Consumer groups are in the midst of a battle to stop the Trump administration from enacting rules that would prevent patients and their families from holding nursing homes accountable for abuse, according to The Hill.
This past June, the Centers for Medicare and Medicaid Services (CMS) announced that planned to kill an Obama-era rule that blocked nursing homes from forcing residents to settle disputes through third party means rather than the courts.
The Hill reports that over “75 consumer, health and advocacy groups have come together to form the Fair Arbitration Now Coalition to stop CMS from reversing what they claim is a critical protection for the elderly.”

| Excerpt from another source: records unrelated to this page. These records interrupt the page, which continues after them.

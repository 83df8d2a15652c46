//! Configuration validation.

use std::collections::HashSet;

use super::{Config, StoreConfig, StoreKind, Transport};
use crate::core::identifier::validate_identifier;
use crate::error::{ReconcileError, Result};

/// Validate the configuration.
pub fn validate(config: &Config) -> Result<()> {
    validate_store("source", &config.source, StoreKind::Mysql)?;
    validate_store("target", &config.target, StoreKind::Postgres)?;

    // Cannot reconcile a database with itself
    if config.source.host == config.target.host
        && config.source.port() == config.target.port()
        && config.source.database == config.target.database
        && config.source.container == config.target.container
    {
        return Err(ReconcileError::Config(
            "source and target cannot be the same database".into(),
        ));
    }

    let migration = &config.migration;
    if migration.batch_size == 0 {
        return Err(ReconcileError::Config(
            "migration.batch_size must be at least 1".into(),
        ));
    }
    if migration.fetch_chunk_size == 0 {
        return Err(ReconcileError::Config(
            "migration.fetch_chunk_size must be at least 1".into(),
        ));
    }
    if migration.store_timeout_secs == 0 {
        return Err(ReconcileError::Config(
            "migration.store_timeout_secs must be at least 1".into(),
        ));
    }
    if migration.max_connections == 0 {
        return Err(ReconcileError::Config(
            "migration.max_connections must be at least 1".into(),
        ));
    }

    if config.tables.is_empty() {
        return Err(ReconcileError::Config(
            "at least one table must be configured".into(),
        ));
    }

    let mut seen = HashSet::new();
    for table in &config.tables {
        if !seen.insert(table.name.as_str()) {
            return Err(ReconcileError::Config(format!(
                "table {} is configured twice",
                table.name
            )));
        }
        table.validate()?;
    }

    Ok(())
}

fn validate_store(role: &str, store: &StoreConfig, expected: StoreKind) -> Result<()> {
    if store.r#type != expected {
        return Err(ReconcileError::Config(format!(
            "{}.type must be '{}', got '{}'",
            role, expected, store.r#type
        )));
    }
    if store.host.is_empty() {
        return Err(ReconcileError::Config(format!("{}.host is required", role)));
    }
    if store.database.is_empty() {
        return Err(ReconcileError::Config(format!(
            "{}.database is required",
            role
        )));
    }
    if store.user.is_empty() {
        return Err(ReconcileError::Config(format!("{}.user is required", role)));
    }
    if store.transport == Transport::Native && store.container.is_some() {
        return Err(ReconcileError::Config(format!(
            "{}.container requires transport: process",
            role
        )));
    }
    if let Some(schema) = &store.schema {
        validate_identifier(schema)?;
    }
    Ok(())
}
impl MemoryStore {
    /// Empty store speaking the given dialect.
    pub fn new(name: &str, kind: StoreKind) -> Self {
        Self {
            name: name.to_string(),
            dialect: DialectImpl::from_kind(kind),
            inner: Mutex::new(Inner::default()),
        }
    }

    /// Empty MySQL-dialect store.
    pub fn mysql(name: &str) -> Self {
        Self::new(name, StoreKind::Mysql)
    }

    /// Empty PostgreSQL-dialect store.
    pub fn postgres(name: &str) -> Self {
        Self::new(name, StoreKind::Postgres)
    }

    /// Add an empty table.
    pub fn with_table(self, name: &str, key: &str, columns: &[&str]) -> Self {
        self.inner.lock().unwrap().tables.insert(
            name.to_string(),
            MemTable {
                columns: columns.iter().map(|c| c.to_string()).collect(),
                key: key.to_string(),
                rows: Vec::new(),
            },
        );
        self
    }

    /// Add rows to a table, cells in column order.
    pub fn with_rows(self, table: &str, rows: &[Vec<Option<&str>>]) -> Self {
        for row in rows {
            self.insert_row(table, row);
        }
        self
    }

    /// Insert one row directly, bypassing the interpreter.
    pub fn insert_row(&self, table: &str, cells: &[Option<&str>]) {
        let mut inner = self.inner.lock().unwrap();
        let table = inner.tables.get_mut(table).expect("unknown table");
        table
            .rows
            .push(cells.iter().map(|c| c.map(str::to_string)).collect());
    }

    /// Reject statements containing `pattern` with a store error.
    pub fn reject_when(&self, pattern: &str, message: &str) {
        self.inner
            .lock()
            .unwrap()
            .rejections
            .push((pattern.to_string(), message.to_string()));
    }

    /// Delay statements containing `pattern`.
    pub fn delay_when(&self, pattern: &str, delay: Duration) {
        self.inner
            .lock()
            .unwrap()
            .delays
            .push((pattern.to_string(), delay));
    }

    /// Become unavailable after `n` more statements.
    pub fn unavailable_after(&self, n: usize) {
        let mut inner = self.inner.lock().unwrap();
        inner.unavailable_after = Some(inner.executed + n);
    }

    /// Statements received so far.
    pub fn statements(&self) -> Vec<String> {
        self.inner.lock().unwrap().statements.clone()
    }

    /// Key cells of a table, in insertion order.
    pub fn keys(&self, table: &str) -> Vec<String> {
        let inner = self.inner.lock().unwrap();
        let table = &inner.tables[table];
        let key = table.key_index();
        table
            .rows
            .iter()
            .filter_map(|row| row[key].clone())
            .collect()
    }

    /// Row with the given key cell.
    pub fn row(&self, table: &str, key: &str) -> Option<Vec<Option<String>>> {
        let inner = self.inner.lock().unwrap();
        let table = &inner.tables[table];
        let index = table.key_index();
        table
            .rows
            .iter()
            .find(|row| row[index].as_deref() == Some(key))
            .cloned()
    }

    /// Number of rows in a table.
    pub fn count(&self, table: &str) -> usize {
        self.inner.lock().unwrap().tables[table].rows.len()
    }

    fn interpret(&self, inner: &mut Inner, sql: &str) -> Result<QueryOutput> {
        if sql == "SELECT 1" {
            return Ok(QueryOutput::new(
                vec!["1".to_string()],
                vec![vec![Some("1".to_string())]],
            ));
        }
        if sql == self.dialect.list_tables_query() {
            return Ok(QueryOutput::new(
                vec!["table_name".to_string()],
                inner
                    .tables
                    .keys()
                    .map(|name| vec![Some(name.clone())])
                    .collect(),
            ));
        }

        let tokens = tokenize(sql, &self.dialect)?;
        let mut parser = Parser { tokens, pos: 0 };
        match parser.word()?.to_ascii_uppercase().as_str() {
            "SELECT" => select(inner, &mut parser),
            "INSERT" => insert(inner, &mut parser),
            "UPDATE" => update(inner, &mut parser),
            other => Err(ReconcileError::rejected(format!(
                "ERROR: unsupported statement {}",
                other
            ))),
        }
    }
}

“We’re talking about everything you may have a problem with — abuse, neglect, sexual assault, a wide variety of things — they are now saying you are waiving your right to full justice,” said Public Citizen’s Remington Gregg.
From The Hill:
CMS said it decided to reconsider the rule after a federal district court judge in Mississippi issued an order in November temporarily blocking the rule from taking effect.
The American Health Care Association (AHCA) and a group of nursing homes had sued CMS and the Department of Health and Human Services in October, claiming that the rule violated the Federal Arbitration Act and that the agencies had overstepped their statutory authority in issuing the law. The AHCA said Congress has repeatedly rejected legislation to invalidate arbitration agreements.
In June, the federal judge agreed to the parties’ joint request to put the case on hold while CMS revises the rule.
Under its proposed revisions, CMS said nursing homes would be required to write the arbitration agreements in plain language and explain the agreement to the prospective resident or his or her representative. Residents would also be required to acknowledge they understand the agreement.
According to Gregg, Public Citizen will fight challenge the rule change if it goes into effect.
“Any agency action must meet a high bar for ensuring the action taken isn’t arbitrary and capricious,” he said.
“Simply making the argument that we are a new administration and want to make sure corporations don’t have regulations that are forcing them to be accountable is not a good enough reason to change a rule that underwent extensive review.”